Sometimes firms make more than one type of good and one type of cost function to represent the total cost of making both goods would be TC = f + aQ1Q2 + Q1^2 + Q2^2. The marginal cost with respect to Q1 would be MC1 = aQ2 + 2Q1, and with respect to Q2 MC2 = aQ1 + 2Q2.

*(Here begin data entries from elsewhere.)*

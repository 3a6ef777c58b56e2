use super::element::Element;
use nalgebra::Point3;
use std::str::FromStr;

/// The PDB record an atom was read from.
#[derive(Debug, Clone, Copy, PartialEq, Eq, Hash, PartialOrd, Ord, Default)]
pub enum RecordKind {
    /// Standard polymer atom (`ATOM`).
    Atom,
    /// Hetero atom, used for ligands, waters and ions (`HETATM`).
    #[default]
    Hetatm,
}

impl RecordKind {
    pub fn as_str(self) -> &'static str {
        match self {
            RecordKind::Atom => "ATOM",
            RecordKind::Hetatm => "HETATM",
        }
    }
}

impl FromStr for RecordKind {
    type Err = ();

    /// Parses a record name. Case-insensitive; surrounding whitespace is ignored.
    fn from_str(s: &str) -> Result<Self, Self::Err> {
        match s.trim().to_ascii_uppercase().as_str() {
            "ATOM" => Ok(RecordKind::Atom),
            "HETATM" => Ok(RecordKind::Hetatm),
            _ => Err(()),
        }
    }
}

/// Represents an atom of a crystallographic model.
///
/// This struct carries the identity of the atom as it appears in a coordinate
/// file (names, residue and chain labels, alternate location) together with the
/// quantities the density and clash calculations need: element, position,
/// occupancy and B-factor.
#[derive(Debug, Clone, PartialEq)]
pub struct Atom {
    /// The serial number from the coordinate file (0 if the atom was created in memory).
    pub serial: usize,
    /// The name of the atom (e.g., "C1", "O2", "N").
    pub name: String,
    /// The chemical element.
    pub element: Element,
    /// The residue name (e.g., "LIG", "ALA").
    pub residue_name: String,
    /// The single-character chain identifier.
    pub chain_id: char,
    /// The residue sequence number.
    pub residue_number: isize,
    /// The residue insertion code, if any.
    pub insertion_code: Option<char>,
    /// The alternate location indicator, if any.
    pub alt_loc: Option<char>,
    /// The record this atom belongs to.
    pub record: RecordKind,
    /// The 3D coordinates of the atom in Angstroms.
    pub position: Point3<f64>,
    /// The fractional occupancy of this atom.
    pub occupancy: f64,
    /// The isotropic displacement parameter in square Angstroms.
    pub b_factor: f64,
}

impl Atom {
    /// Creates a new `Atom` with default values for the labelling fields.
    ///
    /// The atom is placed in residue `LIG 1` of chain `A` as a `HETATM` with
    /// full occupancy; callers reading from files overwrite these fields.
    ///
    /// # Arguments
    ///
    /// * `name` - The name of the atom.
    /// * `element` - The chemical element.
    /// * `position` - The 3D coordinates of the atom.
    pub fn new(name: &str, element: Element, position: Point3<f64>) -> Self {
        Self {
            serial: 0,
            name: name.to_string(),
            element,
            residue_name: "LIG".to_string(),
            chain_id: 'A',
            residue_number: 1,
            insertion_code: None,
            alt_loc: None,
            record: RecordKind::default(),
            position,
            occupancy: 1.0,
            b_factor: 20.0,
        }
    }

    pub fn is_hydrogen(&self) -> bool {
        self.element.is_hydrogen()
    }
}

Economies of Scope. This is when you buy Scope in a really big bottle. Economies of scope are present whenever it is less costly to produce a set of different goods in one firm than it is to produce that set in two or more firms. Example of two goods in the set. Add up the cost of good 1 in one firm and the cost of good 2 in another firm then subtract the cost from making both in one firm.
In notation form we have TC(Q1, 0) + TC(0, Q2) – TC(Q1, Q2). If this expression > 0 we have economies of scope, If < 0 we have diseconomies of scope, and If = 0 we do not have economies of scope. The degree of scope economies is Sc = {TC(Q1, 0) + TC(0, Q2) – TC(Q1, Q2)} / TC(Q1, Q2). Why do scope economies exist? Particular outputs share common inputs. Example: advertising diet coke with lemon twist also helps classic coke because the brand names are the same.
Cost complementarities – when increasing the production one good it lowers the marginal cost of producing the other good. Example: Say a multiproduct firm has TC = 100 -0.5Q1Q2 + Q1^2 + Q2^2 In terms of scope economies If Q2 = 0 TC1 = 100 + Q1^2 and if Q1 = 0 TC2 = 100 +Q2^2, Then TC1 + TC2 – TC = 100 + .5Q1Q2 which >0 for Q1 and Q2 greater than 0. So economies of scope exist. In terms of cost complementarities MC1 = -.5Q2 + 2Q1 so if Q2 goes up MC1 goes down, and MC2 = -.5Q1 + 2Q2 so if Q1 goes up MC2 goes down. Thus there are cost complementarities.
If in the example on the previous screen if the firm divested itself of product 2 its cost would become TC = 100 +Q1^2 and its MC would be 2Q1. This MC is more than under the case of cost complementarity.